Sorry if that was no help whatsoever :/

johnboy44
25-09-2020, 02:20 PM
Thanks, I've been following and trying the advise but still none the wiser to my problem

Darren69
25-09-2020, 03:16 PM
Yea, I have to say I've never owned one of those bikes and that generation of Monster has an added extra level of complexity which offers no incentive for me to do so, it doesn't add anything of value to the experience in my mind, just pain. I have no need of ABS or of a bike that needs to be ridden 500 miles before it decides how it will behave. Luddite is you guy on those bikes if you've tried everything mentioned maybe he will know.

slob
25-09-2020, 03:22 PM
Got to say Darren, they ride really nicely compared to the v1.1 Monsters

Darren69
25-09-2020, 03:40 PM
Maybe one day, you never know. I do have a soft spot for the 1100S as you know It's just the more complex electronics and the practicality of that put me off. I mean running the headlight from the ECU, what madness is that? Maybe save some wiring and a few grams of components. The early IE bikes are complicated enough for me but there are benefits that I can see more clearly for them, and it is not just for the sake of it so it makes a lot more sense to me.

Can you imagine what the latest ride by wire Panigale based bikes are gonna be like 10 years from now with all that robust Italian electronics and wiring? OMG

slob
25-09-2020, 03:53 PM
The reason for the ECU controlling the headlights is that all bikes produced in/for Europe have the lights permanently on from 2004, the ECU kills the headlight when the starter is pressed, to reduce drain and supply everything to the starter motor, then turns the headlight back on.

Darren69
25-09-2020, 04:15 PM
If Ducati had put better wiring for the starter circuit then it wouldn't be really needed? You've gotta hate those dictating Eurocrats but it does get around the issue I had with a car driver saying I didn't have my lights on in the dark when he pulled out on me. I got stung for 40% of the blame for that little incident because they couldn't prove it either way. BTW I did have them on but as I had pulled out a lorry that was behind me flashed him so he pulled out.

slob
25-09-2020, 04:43 PM
wrong on two counts:
UK politicians are no different ;-) it was an agreement between manufacturers unless I’m mistaken.
The battery on Monsters is too small to start a big twin, for cosmetic/space reasons, no amount of ‘better wiring’ is going to fix that.

Luddite
25-09-2020, 04:47 PM
You seem to have eliminated most of the components in the system, John, so there aren't many potential culprits left.

As the hi-beam won't work in either its steady or pass state, try checking the earth from the bulb.

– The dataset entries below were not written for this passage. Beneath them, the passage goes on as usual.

//! Wire types for the heslig-api responses.

use serde::Deserialize;
use time::OffsetDateTime;

const GIB: f64 = 1024.0 * 1024.0 * 1024.0;

/// One page of search results as served by `/search/*`. Hits arrive in the
/// backend's relevance order and are kept in that order.
#[derive(Debug, Clone, Deserialize)]
pub struct SearchPage<T> {
    pub success: bool,
    pub term: String,
    pub hits: Vec<T>,
    pub limit: u32,
    pub total: u64,
    pub offset: i64,
    #[serde(rename = "qt")]
    pub query_time_ms: u64,
}

#[derive(Debug, Clone, Deserialize)]
pub struct PostHit {
    pub id: i64,
    pub author: String,
    pub thumb_url: String,
    /// "1" sfw, "2" nsfw, "4" nsfl, "8" nsfp.
    pub sfw_flag: String,
    pub promoted: i64,
    pub created_at: i64,
    pub up: i64,
    pub down: i64,
}

impl PostHit {
    pub fn permalink(&self) -> String {
        format!("https://pr0gramm.com/new/{}", self.id)
    }

    pub fn sfw_label(&self) -> &'static str {
        match self.sfw_flag.as_str() {
            "1" => "sfw",
            "2" => "nsfw",
            "4" => "nsfl",
            "8" => "nsfp",
            _ => "???",
        }
    }
}

/// A comment hit. The server redacts the author and never sends comment
/// content at all.
#[derive(Debug, Clone, Deserialize)]
pub struct CommentHit {
    pub id: i64,
    pub post_id: i64,
    pub author: String,
    pub created_at: i64,
    pub up: i64,
    pub down: i64,
}

impl CommentHit {
    pub fn permalink(&self) -> String {
        format!("https://pr0gramm.com/new/{}:comment{}", self.post_id, self.id)
    }

    pub fn post_permalink(&self) -> String {
        format!("https://pr0gramm.com/new/{}", self.post_id)
    }

    pub fn benis(&self) -> i64 {
        self.up - self.down
    }
}

#[derive(Debug, Clone, Copy, Deserialize)]
#[serde(rename_all = "camelCase")]
pub struct EntryCounts {
    pub image_posts: u64,
    pub comments: u64,
}

#[derive(Debug, Clone, Copy, Deserialize)]
#[serde(rename_all = "camelCase")]
pub struct QueryCounts {
    pub image_posts: u64,
    pub comments: u64,
}

/// The `/stats` payload.
#[derive(Debug, Clone, Deserialize)]
#[serde(rename_all = "camelCase")]
pub struct Stats {
    pub entries: EntryCounts,
    pub database_size: u64,
    #[serde(with = "time::serde::rfc3339")]
    pub last_update: OffsetDateTime,
    pub query_count: QueryCounts,
}

impl Stats {
    /// Number of submitted searches. Every submission fires one query per
    /// category, so the raw counters count each search twice.
    pub fn submitted_searches(&self) -> u64 {
        (self.query_count.image_posts + self.query_count.comments) / 2
    }

    /// Database size in GiB, truncated to one decimal.
    pub fn database_gib(&self) -> f64 {
        (self.database_size as f64 / GIB * 10.0).floor() / 10.0
    }
}

#[cfg(test)]
mod tests {
    use super::*;

    #[test]
    fn search_page_deserializes_from_wire_shape() {
        let json = r#"{
            "success": true,
            "term": "katze",
            "hits": [
                {
                    "id": 4396430,
                    "author": "gamb",
                    "thumb_url": "2021/05/07/abc123.jpg",
                    "sfw_flag": "1",
                    "promoted": 0,
                    "created_at": 1620400000,
                    "up": 540,
                    "down": 21
                }
            ],
            "limit": 40,
            "total": 47,
            "offset": 0,
            "qt": 3
        }"#;

        let page: SearchPage<PostHit> = serde_json::from_str(json).unwrap();
        assert!(page.success);
        assert_eq!(page.term, "katze");
        assert_eq!(page.hits.len(), 1);
        assert_eq!(page.limit, 40);
        assert_eq!(page.total, 47);
        assert_eq!(page.query_time_ms, 3);
    }

    #[test]
    fn sfw_flags_map_to_labels() {
        let mut hit = PostHit {
            id: 1,
            author: "gamb".to_string(),
            thumb_url: String::new(),
            sfw_flag: "1".to_string(),
            promoted: 0,
            created_at: 0,
            up: 0,
            down: 0,
        };
        assert_eq!(hit.sfw_label(), "sfw");
        hit.sfw_flag = "2".to_string();
        assert_eq!(hit.sfw_label(), "nsfw");
        hit.sfw_flag = "4".to_string();
        assert_eq!(hit.sfw_label(), "nsfl");
        hit.sfw_flag = "8".to_string();
        assert_eq!(hit.sfw_label(), "nsfp");
        hit.sfw_flag = "16".to_string();
        assert_eq!(hit.sfw_label(), "???");
    }

    #[test]
    fn comment_permalink_points_at_comment_on_post() {
        let hit = CommentHit {
            id: 48636732,
            post_id: 4586153,
            author: "Ein Nutzer".to_string(),
            created_at: 0,
            up: 12,
            down: 3,
        };
        assert_eq!(
            hit.permalink(),
            "https://pr0gramm.com/new/4586153:comment48636732"
        );
        assert_eq!(hit.benis(), 9);
    }

    #[test]
    fn stats_deserialize_and_derive_display_values() {
        let json = r#"{
            "entries": {"imagePosts": 520000, "comments": 3100000},
            "databaseSize": 2791728742,
            "lastUpdate": "2021-05-07T12:00:00Z",
            "queryCount": {"imagePosts": 101, "comments": 101}
        }"#;

        let stats: Stats = serde_json::from_str(json).unwrap();
        assert_eq!(stats.entries.image_posts, 520_000);
        assert_eq!(stats.submitted_searches(), 101);
        assert_eq!(stats.database_gib(), 2.6);
    }
}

The connector will have a yellow/black (power) wire and a black wire, which is the earth. At the same time check you've got power in the yellow/black wire when the switch is energized.

If there's no power to the yellow/black wire, the problem could be the switch itself. Open it up, clean the contacts and check for power on the appropriate terminals.

Darren69
25-09-2020, 05:19 PM
wrong on two counts:
UK politicians are no different ;-) it was an agreement between manufacturers unless I’m mistaken.
The battery on Monsters is too small to start a big twin, for cosmetic/space reasons, no amount of ‘better wiring’ is going to fix that.


Yea, it may well have been, I don't know. I know Triumph had tril it on some of their bikes which did I believe cause some starting issue. but from 2011 it is now law under European Directive 76/656/EEC

https://www.gov.uk/government/publications/daytime-running-lights/daytime-running-lights

I don't think it is the battery that is too small, that's would indicate a storage issue which the current size of battery is fine if sufficiently charged and will be adequate enough but that's another well documented reg/rec issue altogether.

It is my understanding that the battery wiring gauge is too small. Many have reported improved starting by either bi-wiring or installing better quality battery cables. You can put as big a battery as you could but the amount of current flowing through to the starter is limited by the wiring, if the battery is that much too big then the wiring will probably break down or melt if the current can flow but the issue is that it can't. As any owner of any late 90's Ducati will tell you they know of Ducati expertise with wiring which is why much of it is underrated for its intended use and will burn out and melt given any chance of flowing sufficient current. Sorry for the highjack, rant over, back to our scheduled programming! :)

Darren69
25-09-2020, 05:25 PM
*trialed it on some of their bikes...

johnboy44
25-09-2020, 05:31 PM
You seem to have eliminated most of the components in the system, John, so there aren't many potential culprits left.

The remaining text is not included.